Y un día Jorge se enfermó. Nunca había podido ganarle a su viejo. “Hasta que un día, a mis casi 17 y de la bronca por aquel 6-2, revoleé mi Prince Woody (raqueta) contra un cartel de Belmo. Y se pico feo”, relata. “Mi viejo me cazó de un manotazo y dijo: ‘¡A las duchas!’ Y ahí, bañándonos, lo noté amarillento. Algo andaba mal. Pero no me enteré que la cosa sería tan brava hasta volver de mi viaje de egresados”. Mucho tiempo después, Kela pudo exteriorizar la trama más íntima. “Después de lo primeros análisis, el médico le pidió a mamá que subiera sola a buscar los resultados. Entonces le dijo: ‘¿Qué edad tenés?’ ‘41′, dijo ella. ‘Vas a tener que ser muy fuerte’, retrucó. “Y entonces, ya de adulto, logré entender lo que ella había atravesado”. El cáncer de páncreas “fue su jaque mate”, rotula. “Resultó durísimo ver como esa máquina perfecta e indestructible, como era papá, se caía de poquito”. Los profesionales habían pronosticado no más de un año de vida, “y lo arreglaron un poquito para que tirase un rato extra. Así pudimos hacer nuestro último viaje familiar… ¿A dónde? A Mar del Plata, por supuesto”, señala. “Daría lo que no tengo por regresarlo a mi viejo, pero su muerte, sin duda alguna, fue el principio de mi libertad”, sentencia Bossi. “Él me dejó sin él, con todo lo bueno y todo lo malo que eso significa”, asegura.

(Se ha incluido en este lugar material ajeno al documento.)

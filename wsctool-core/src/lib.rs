use std::fs;
use std::path::Path;

use serde::{Deserialize, Serialize};
use thiserror::Error;
use tracing::debug;

pub mod classify;
pub mod extract;
pub mod reconcile;
pub mod speaker;
pub mod text;
pub mod transcript;
pub mod validate;

pub use classify::ClassifierConfig;
pub use extract::ByteRecord;
pub use speaker::RecordKind;
pub use transcript::Entry;
pub use validate::{Strictness, ValidationResult};

#[derive(Debug, Error)]
pub enum WscError {
    #[error("IO error: {0}")]
    Io(#[from] std::io::Error),
    #[error("invalid transcript: {0}")]
    InvalidTranscript(ValidationResult),
}

pub type Result<T> = std::result::Result<T, WscError>;

/// Options for transcript-to-container reconstruction.
#[derive(Debug, Clone, Serialize, Deserialize)]
pub struct RecompileOptions {
    /// Keep original byte offsets when no entry's length changed.
    pub preserve_offsets: bool,
    /// Whether unencodable content is an error or a warning.
    pub strictness: Strictness,
}

impl Default for RecompileOptions {
    fn default() -> Self {
        Self {
            preserve_offsets: true,
            strictness: Strictness::Lenient,
        }
    }
}

/// Counts reported by a decompilation pass.
#[derive(Debug, Clone, Copy, Serialize)]
pub struct DecompileSummary {
    pub total_records: usize,
    pub kept_records: usize,
}

/// A reconstructed container plus the validation findings that accompanied
/// it.
#[derive(Debug, Clone)]
pub struct Recompiled {
    pub data: Vec<u8>,
    pub report: ValidationResult,
}

/// Convert container bytes to transcript text.
///
/// Total: records the classifier cannot place are omitted, never reported.
pub fn decompile(data: &[u8]) -> String {
    decompile_with_summary(data).0
}

/// `decompile`, also reporting how many records were extracted and kept.
pub fn decompile_with_summary(data: &[u8]) -> (String, DecompileSummary) {
    let config = ClassifierConfig::default();
    let records = extract::extract_strings(data);
    let total_records = records.len();

    let mut out = String::new();
    let mut kept_records = 0usize;
    for record in &records {
        if !classify::is_meaningful(&record.decoded, &record.raw, &config) {
            continue;
        }
        kept_records += 1;
        let kind = speaker::resolve_record(record);
        out.push_str(&transcript::render_record(record.start, record.end, &kind));
    }

    debug!(
        total_records,
        kept_records,
        dropped = total_records - kept_records,
        "decompiled container"
    );

    (
        out,
        DecompileSummary {
            total_records,
            kept_records,
        },
    )
}

/// Convert transcript text back to container bytes.
///
/// Fails without producing a binary when the transcript has structural
/// errors (or, on the strict path, unencodable content); otherwise succeeds
/// and carries all warnings and suggestions in the report.
pub fn recompile(text: &str, options: &RecompileOptions) -> Result<Recompiled> {
    let (mut entries, parse_result) = transcript::parse_transcript(text);
    if !parse_result.is_valid {
        return Err(WscError::InvalidTranscript(parse_result));
    }

    let mut report = parse_result;
    report.merge(validate::validate_entries(&entries, options.strictness));
    report.merge(validate::validate_offsets(&entries));
    if !report.is_valid {
        return Err(WscError::InvalidTranscript(report));
    }

    let outcome = reconcile::reconstruct(&mut entries, options.preserve_offsets);
    report.add_suggestion(format!("Successfully recompiled {} entries", entries.len()));
    if options.preserve_offsets && outcome.recalculated {
        report.add_warning("Offsets were recalculated due to content changes".to_string());
    }

    Ok(Recompiled {
        data: outcome.data,
        report,
    })
}

/// Comprehensive validation without reconstruction.
pub fn validate_transcript(text: &str, strictness: Strictness) -> ValidationResult {
    let (mut entries, parse_result) = transcript::parse_transcript(text);
    let mut result = validate::comprehensive_validation(text, &mut entries, strictness);
    result.merge(parse_result);
    result
}

/// Decompile one container file to a transcript file.
pub fn decompile_file(input: &Path, output: &Path) -> Result<DecompileSummary> {
    let data = fs::read(input)?;
    let (text, summary) = decompile_with_summary(&data);
    if let Some(parent) = output.parent() {
        fs::create_dir_all(parent)?;
    }
    fs::write(output, text)?;
    Ok(summary)
}

/// Recompile one transcript file to a container file. The output is
/// written only after the whole transcript has been processed.
pub fn recompile_file(
    input: &Path,
    output: &Path,
    options: &RecompileOptions,
) -> Result<ValidationResult> {
    let text = fs::read_to_string(input)?;
    let recompiled = recompile(&text, options)?;
    if let Some(parent) = output.parent() {
        fs::create_dir_all(parent)?;
    }
    fs::write(output, &recompiled.data)?;
    Ok(recompiled.report)
}

#[cfg(test)]
mod tests {
    use super::*;
    use crate::speaker::SPEAKER_MARKER;
    use crate::text::encode_any;

    const SPEAKER_NAME: &str = "\u{7F8E}\u{91CC}";
    const NARRATION: &str = "\u{3053}\u{3093}\u{306B}\u{3061}\u{306F}\u{4E16}\u{754C}";

    /// Container with a resource id, a speaker name, a narration line, an
    /// audio name, and two garbage tokens.
    fn sample_container() -> Vec<u8> {
        let mut data = Vec::new();
        data.extend_from_slice(b"DAY0904\x00");
        data.extend_from_slice(&[SPEAKER_MARKER, SPEAKER_MARKER]);
        data.extend_from_slice(&encode_any(SPEAKER_NAME));
        data.push(0);
        data.push(SPEAKER_MARKER);
        data.extend_from_slice(&encode_any(NARRATION));
        data.push(0);
        data.extend_from_slice(b"SE_104.ogg\x00");
        data.extend_from_slice(b"I\x00");
        data.extend_from_slice(b"\x01\x02\x00");
        data
    }

    fn content_lines(text: &str) -> Vec<&str> {
        let lines: Vec<&str> = text.lines().collect();
        lines
            .chunks(3)
            .filter(|c| c.len() >= 2)
            .map(|c| c[1])
            .collect()
    }

    #[test]
    fn decompiles_the_four_record_scenario() {
        let (text, summary) = decompile_with_summary(&sample_container());
        assert_eq!(summary.total_records, 6);
        assert_eq!(summary.kept_records, 4);

        let contents = content_lines(&text);
        assert_eq!(
            contents,
            vec![
                "DAY0904",
                format!(".{SPEAKER_NAME}").as_str(),
                NARRATION,
                "SE_104.ogg",
            ]
        );
    }

    #[test]
    fn garbage_never_reaches_the_transcript() {
        let text = decompile(&sample_container());
        assert!(!content_lines(&text).contains(&"I"));
        assert!(!text.contains('\u{1}'));
    }

    #[test]
    fn unmodified_round_trip_preserves_bytes_exactly() {
        // No garbage here: every record survives classification, so the
        // preserved-offset reconstruction must reproduce the input
        // byte for byte.
        let mut data = Vec::new();
        data.extend_from_slice(b"DAY0904\x00");
        data.extend_from_slice(&[SPEAKER_MARKER, SPEAKER_MARKER]);
        data.extend_from_slice(&encode_any(SPEAKER_NAME));
        data.push(0);
        data.push(SPEAKER_MARKER);
        data.extend_from_slice(&encode_any(NARRATION));
        data.push(0);
        data.extend_from_slice(b"SE_104.ogg\x00");

        let text = decompile(&data);
        let recompiled = recompile(&text, &RecompileOptions::default()).unwrap();
        assert_eq!(recompiled.data, data);
        assert!(recompiled.report.is_valid);
        assert!(!recompiled
            .report
            .warnings
            .iter()
            .any(|w| w.contains("recalculated")));
    }

    #[test]
    fn recompiled_scenario_splits_into_the_same_strings() {
        let text = decompile(&sample_container());
        let recompiled = recompile(
            &text,
            &RecompileOptions {
                preserve_offsets: false,
                strictness: Strictness::Lenient,
            },
        )
        .unwrap();

        let terminators = recompiled.data.iter().filter(|&&b| b == 0).count();
        assert_eq!(terminators, 4);

        let rebuilt = decompile(&recompiled.data);
        assert_eq!(content_lines(&rebuilt), content_lines(&text));
    }

    #[test]
    fn editing_one_entry_recalculates_all_offsets() {
        let data = {
            let mut d = Vec::new();
            d.extend_from_slice(b"DAY0904\x00");
            d.extend_from_slice(b"SE_104.ogg\x00");
            d.extend_from_slice(b"BGM_06\x00");
            d
        };
        let text = decompile(&data);

        // Lengthen the first entry's content.
        let edited = text.replacen("DAY0904", "DAY0904_EXTENDED", 1);
        let recompiled = recompile(&edited, &RecompileOptions::default()).unwrap();
        assert!(recompiled
            .report
            .warnings
            .iter()
            .any(|w| w.contains("recalculated")));

        // Every subsequent record sits at a shifted offset.
        let rebuilt_text = decompile(&recompiled.data);
        assert!(rebuilt_text.contains("<00000011:0000001B>"));
        assert!(!rebuilt_text.contains("<00000008:00000012>"));
    }

    #[test]
    fn recompile_rejects_structurally_broken_transcripts() {
        let err = recompile("not a transcript\n", &RecompileOptions::default()).unwrap_err();
        match err {
            WscError::InvalidTranscript(report) => {
                assert!(!report.is_valid);
                assert!(!report.errors.is_empty());
            }
            other => panic!("unexpected error: {other}"),
        }
    }

    #[test]
    fn recompile_rejects_overlapping_offsets() {
        let text = "<00000000:00000007>\nDAY0904\n\n<00000003:0000000D>\nSE_104.ogg\n\n";
        let err = recompile(text, &RecompileOptions::default()).unwrap_err();
        match err {
            WscError::InvalidTranscript(report) => {
                assert!(report.errors.iter().any(|e| e.contains("overlap")));
            }
            other => panic!("unexpected error: {other}"),
        }
    }

    #[test]
    fn strict_mode_rejects_unencodable_content() {
        let text = "<00000000:00000003>\nab\u{20AC}\n\n";
        let strict = RecompileOptions {
            preserve_offsets: true,
            strictness: Strictness::Strict,
        };
        assert!(recompile(text, &strict).is_err());

        let lenient = RecompileOptions::default();
        let recompiled = recompile(text, &lenient).unwrap();
        assert!(recompiled
            .report
            .warnings
            .iter()
            .any(|w| w.contains("CP932")));
    }

    #[test]
    fn decompile_is_idempotent() {
        let data = sample_container();
        assert_eq!(decompile(&data), decompile(&data));
    }

    #[test]
    fn validate_transcript_reports_comprehensively() {
        let text = "<00000000:00000007>\nDAY0904\n\n<00000008:00000012>\nSE_104.ogg\n\n";
        let result = validate_transcript(text, Strictness::Strict);
        assert!(result.is_valid, "{:?}", result.errors);
    }
}
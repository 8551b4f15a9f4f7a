use clap::{Parser, Subcommand};
use std::path::{Path, PathBuf};
use walkdir::WalkDir;

use wsctool_core::{
    decompile_file, recompile_file, validate_transcript, RecompileOptions, Strictness,
    ValidationResult,
};

#[derive(Debug, Parser)]
#[command(name = "wsctool", version, about = "WSC script decompiler/recompiler")]
struct Args {
    #[command(subcommand)]
    command: Command,

    /// Print per-file warnings and suggestions.
    #[arg(short, long, global = true)]
    verbose: bool,
}

#[derive(Debug, Subcommand)]
enum Command {
    /// Extract .WSC containers to offset-annotated transcripts.
    Decompile {
        /// Input .wsc files, or directories walked for *.wsc.
        #[arg(required = true)]
        inputs: Vec<PathBuf>,

        /// Output file (single input only).
        #[arg(short, long, conflicts_with = "dir")]
        output: Option<PathBuf>,

        /// Output directory (default: alongside each input).
        #[arg(short, long)]
        dir: Option<PathBuf>,
    },
    /// Rebuild .WSC containers from edited transcripts.
    Recompile {
        /// Input .txt transcripts, or directories walked for *.txt.
        #[arg(required = true)]
        inputs: Vec<PathBuf>,

        /// Output file (single input only).
        #[arg(short, long, conflicts_with = "dir")]
        output: Option<PathBuf>,

        /// Output directory (default: alongside each input).
        #[arg(short, long)]
        dir: Option<PathBuf>,

        /// Reassign all offsets sequentially instead of trying to keep the
        /// originals.
        #[arg(long)]
        recalculate_offsets: bool,

        /// Treat unencodable content as an error instead of a warning.
        #[arg(long)]
        strict: bool,
    },
    /// Validate a transcript without rebuilding anything.
    Validate {
        input: PathBuf,

        #[arg(long)]
        strict: bool,

        /// Emit the validation report as JSON.
        #[arg(long)]
        json: bool,
    },
}

fn main() {
    init_logging();
    let args = Args::parse();

    let exit_code = match args.command {
        Command::Decompile {
            inputs,
            output,
            dir,
        } => run_decompile(&inputs, output.as_deref(), dir.as_deref(), args.verbose),
        Command::Recompile {
            inputs,
            output,
            dir,
            recalculate_offsets,
            strict,
        } => {
            let options = RecompileOptions {
                preserve_offsets: !recalculate_offsets,
                strictness: if strict {
                    Strictness::Strict
                } else {
                    Strictness::Lenient
                },
            };
            run_recompile(&inputs, output.as_deref(), dir.as_deref(), &options, args.verbose)
        }
        Command::Validate {
            input,
            strict,
            json,
        } => run_validate(&input, strict, json),
    };

    std::process::exit(exit_code);
}

fn init_logging() {
    use tracing_subscriber::EnvFilter;

    let filter = EnvFilter::builder()
        .with_env_var("WSCTOOL_LOG")
        .with_default_directive(tracing_subscriber::filter::LevelFilter::WARN.into())
        .from_env_lossy();

    let _ = tracing_subscriber::fmt()
        .with_env_filter(filter)
        .with_writer(std::io::stderr)
        .try_init();
}

/// Expand file and directory arguments into the list of files to process.
fn collect_inputs(inputs: &[PathBuf], extension: &str) -> Vec<PathBuf> {
    let mut files = Vec::new();
    for input in inputs {
        if input.is_dir() {
            for entry in WalkDir::new(input)
                .sort_by_file_name()
                .into_iter()
                .filter_map(|e| e.ok())
            {
                let path = entry.path();
                if path.is_file() && has_extension(path, extension) {
                    files.push(path.to_path_buf());
                }
            }
        } else {
            if !has_extension(input, extension) {
                eprintln!(
                    "Warning: '{}' does not have .{extension} extension",
                    input.display()
                );
            }
            files.push(input.clone());
        }
    }
    files
}

fn has_extension(path: &Path, extension: &str) -> bool {
    path.extension()
        .map(|e| e.eq_ignore_ascii_case(extension))
        .unwrap_or(false)
}

fn output_path(
    input: &Path,
    output: Option<&Path>,
    dir: Option<&Path>,
    new_extension: &str,
) -> PathBuf {
    if let Some(output) = output {
        return output.to_path_buf();
    }
    let mut name = input.to_path_buf();
    name.set_extension(new_extension);
    match dir {
        Some(dir) => dir.join(name.file_name().unwrap_or_default()),
        None => name,
    }
}

fn run_decompile(
    inputs: &[PathBuf],
    output: Option<&Path>,
    dir: Option<&Path>,
    verbose: bool,
) -> i32 {
    let files = collect_inputs(inputs, "wsc");
    if files.is_empty() {
        eprintln!("Error: no input files found");
        return 1;
    }
    if output.is_some() && files.len() > 1 {
        eprintln!("Error: --output is only valid with a single input file");
        return 1;
    }

    let mut success_count = 0usize;
    let mut error_count = 0usize;

    for input in &files {
        let out = output_path(input, output, dir, "txt");
        match decompile_file(input, &out) {
            Ok(summary) => {
                success_count += 1;
                if verbose {
                    println!(
                        "{}: kept {}/{} records -> {}",
                        input.display(),
                        summary.kept_records,
                        summary.total_records,
                        out.display()
                    );
                }
            }
            Err(err) => {
                error_count += 1;
                eprintln!("Error: {}: {err}", input.display());
            }
        }
    }

    println!("Decompiled {success_count} file(s), {error_count} error(s)");
    if error_count > 0 {
        1
    } else {
        0
    }
}

fn run_recompile(
    inputs: &[PathBuf],
    output: Option<&Path>,
    dir: Option<&Path>,
    options: &RecompileOptions,
    verbose: bool,
) -> i32 {
    let files = collect_inputs(inputs, "txt");
    if files.is_empty() {
        eprintln!("Error: no input files found");
        return 1;
    }
    if output.is_some() && files.len() > 1 {
        eprintln!("Error: --output is only valid with a single input file");
        return 1;
    }

    let mut success_count = 0usize;
    let mut error_count = 0usize;

    for input in &files {
        let out = output_path(input, output, dir, "wsc");
        match recompile_file(input, &out, options) {
            Ok(report) => {
                success_count += 1;
                if verbose {
                    print_report(&report);
                }
            }
            Err(err) => {
                error_count += 1;
                eprintln!("Error: {}: {err}", input.display());
                if let wsctool_core::WscError::InvalidTranscript(report) = &err {
                    print_report(report);
                }
            }
        }
    }

    println!("Recompiled {success_count} file(s), {error_count} error(s)");
    if error_count > 0 {
        1
    } else {
        0
    }
}

fn run_validate(input: &Path, strict: bool, json: bool) -> i32 {
    let strictness = if strict {
        Strictness::Strict
    } else {
        Strictness::Lenient
    };

    let text = match std::fs::read_to_string(input) {
        Ok(text) => text,
        Err(err) => {
            eprintln!("Error: {}: {err}", input.display());
            return 1;
        }
    };

    let report = validate_transcript(&text, strictness);
    if json {
        match serde_json::to_string_pretty(&report) {
            Ok(rendered) => println!("{rendered}"),
            Err(err) => {
                eprintln!("Error: failed to serialize report: {err}");
                return 1;
            }
        }
    } else {
        print_report(&report);
        println!("{}", if report.is_valid { "VALID" } else { "INVALID" });
    }

    if report.is_valid {
        0
    } else {
        1
    }
}

fn print_report(report: &ValidationResult) {
    for error in &report.errors {
        eprintln!("error: {error}");
    }
    for warning in &report.warnings {
        eprintln!("warning: {warning}");
    }
    for suggestion in &report.suggestions {
        eprintln!("note: {suggestion}");
    }
    if report.needs_recalculation {
        eprintln!("note: offsets need recalculation");
    }
}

Cara a cara con la muerte, Martín comenzaría a redefinir su dinámica con la vida. “Cuando me enteré de que indefectiblemente mi viejo se moriría me subí a mi 147 rojo y puse Wadu Wadu (Virus) al palo. Y me fui. Anduve y anduve, pensando: ‘Si a este tipo, que pasó su vida preocupado por todo, se le termina a los 47, no puedo permitirme dilapidar un segundo de la mía’”, dice. “Y cuando finalmente partió, fui hasta la puerta del boliche. El patovica me dijo: ‘Pase señor’. Me acomodé el pelo, me subí al parlante… ¡Y a bailar! Arranqué la fiesta”. De cara a la finitud, Martín se juró ser un “consumidor empedernido de vida y con los ojos bien abiertos”, como describe. Así, iniciaría una “era distinta” de su historia.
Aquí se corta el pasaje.